7 thoughts on “Why Open Education Matters – The competition and my take”

  1. Open is a way of life. It’s like learning to ride a bike, some folk take longer than others — but hopefully we will all get there in the long run.

  2. Consider the point made by Peter Diamandis in his TED Talk “Abundance is our future” about the 3 billion new participants joining the on-line community in the next few years. While this contest may help promote open education resources for wealthy people who can afford to watch on-line videos, the people who most need free OER are living on $2/day. The contest we really need to win is about making an educational system these people can afford. Technology now makes it possible to deliver a teaching system which can work off-line and off-grid, powered by sunlight, for under NZ$300. A video about this system will be entered into the contest. If it wins, the prize money will go toward making and distributing another 100 of these systems.

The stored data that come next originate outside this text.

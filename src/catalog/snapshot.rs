//! Catalog snapshots stored as YAML or JSON files.

use super::{database_name_from_path, Catalog, Introspector};
use crate::error::Result;
use std::fs;
use std::path::{Path, PathBuf};
use tracing::debug;

/// Reads a previously captured [`Catalog`] from disk
#[derive(Debug, Clone)]
pub struct SnapshotIntrospector {
    path: PathBuf,
}

impl SnapshotIntrospector {
    pub fn new(path: impl Into<PathBuf>) -> Self {
        Self { path: path.into() }
    }

    /// Parse snapshot text; JSON when `is_json`, YAML otherwise
    pub fn parse(content: &str, is_json: bool) -> Result<Catalog> {
        let catalog = if is_json {
            serde_json::from_str(content)?
        } else {
            serde_yaml_ng::from_str(content)?
        };
        Ok(catalog)
    }
}

impl Introspector for SnapshotIntrospector {
    fn introspect(&self) -> Result<Catalog> {
        let content = fs::read_to_string(&self.path)?;
        let mut catalog = Self::parse(&content, is_json_path(&self.path))?;
        if catalog.database.is_empty() {
            catalog.database = database_name_from_path(&self.path);
        }
        debug!(
            path = %self.path.display(),
            tables = catalog.tables.len(),
            views = catalog.views.len(),
            "loaded catalog snapshot"
        );
        Ok(catalog)
    }
}

fn is_json_path(path: &Path) -> bool {
    path.extension()
        .and_then(|e| e.to_str())
        .map(|e| e.eq_ignore_ascii_case("json"))
        .unwrap_or(false)
}

#[cfg(test)]
mod tests {
    use super::*;
    use tempfile::TempDir;

    const YAML: &str = r#"
tables:
  - name: t_article
    comment: "Article\nBlog posts"
    columns:
      - { name: article_id, type: integer, not_null: true }
      - { name: title, type: string, comment: "Title" }
    indexes:
      - { name: PRIMARY, columns: [article_id], unique: true, primary: true }
  - name: t_comment
    columns:
      - { name: comment_id, type: integer, not_null: true }
      - { name: article_id, type: integer, not_null: true }
    indexes:
      - { name: PRIMARY, columns: [comment_id], unique: true, primary: true }
    foreign_keys:
      - name: fk_comment_article
        columns: [article_id]
        foreign_table: t_article
        foreign_columns: [article_id]
        on_delete: CASCADE
"#;

    #[test]
    fn test_parse_yaml() {
        let catalog = SnapshotIntrospector::parse(YAML, false).unwrap();
        assert_eq!(catalog.tables.len(), 2);
        let comment = catalog.table("t_comment").unwrap();
        assert_eq!(comment.foreign_keys[0].foreign_table, "t_article");
        assert_eq!(comment.foreign_keys[0].on_delete.as_deref(), Some("CASCADE"));
        assert_eq!(
            catalog.table("t_article").unwrap().comment.as_deref(),
            Some("Article\nBlog posts")
        );
    }

    #[test]
    fn test_introspect_defaults_database_name() {
        let dir = TempDir::new().unwrap();
        let path = dir.path().join("blog.yaml");
        fs::write(&path, YAML).unwrap();

        let catalog = SnapshotIntrospector::new(&path).introspect().unwrap();
        assert_eq!(catalog.database, "blog");
    }

    #[test]
    fn test_json_snapshot() {
        let json = r#"{"database":"shop","tables":[{"name":"users","columns":[{"name":"id","type":"integer"}]}]}"#;
        let catalog = SnapshotIntrospector::parse(json, true).unwrap();
        assert_eq!(catalog.database, "shop");
        assert_eq!(catalog.tables[0].columns[0].col_type, "integer");
    }
}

  3. A video is a very passive medium, it is sit and watch and follow me.
    I want a text, a verbal text. I want to make shortcuts, to read twice, to think about a sentence. Want to start at the end to see if its worth reading.
    When you want to show me some processes or other real visual things then I would like a video.

  4. Hi Dave,

    I couldn’t help but think of the learning opportunity that a crowdsourcing initiative, run parallel to the judges’ selection process, might be compared and contrasted for a more thorough analysis of the product.

    Think ‘electoral college’ ~vs~ the popular vote here. The ultimate ‘open’ IMO.

    Regards,

    Jeff

  5. Small correction to your post. The judge’s name is “Mark Surman”. You can see by looking at my name why I was confused. http://www.mozilla.org/en-US/press/bios/#bio-surman

    That being said, I am involved in education. I head up mobile development at Instructure, maker of the open source LMS, Canvas. OER is something we are watching very closely.

    I agree that the panel of judges should have someone from the OER community on it. They would help to ensure that the vision of OER is represented in the winning videos.

  6. I seem to recall a week or so ago a lot of people looking at the “KONY 2012” viral web phenomenon and saying things “why can’t we have something like this for education?”…

    This competition seems designed to unleash a new horde of videos in the “Invisible Children” mode. Just what we need.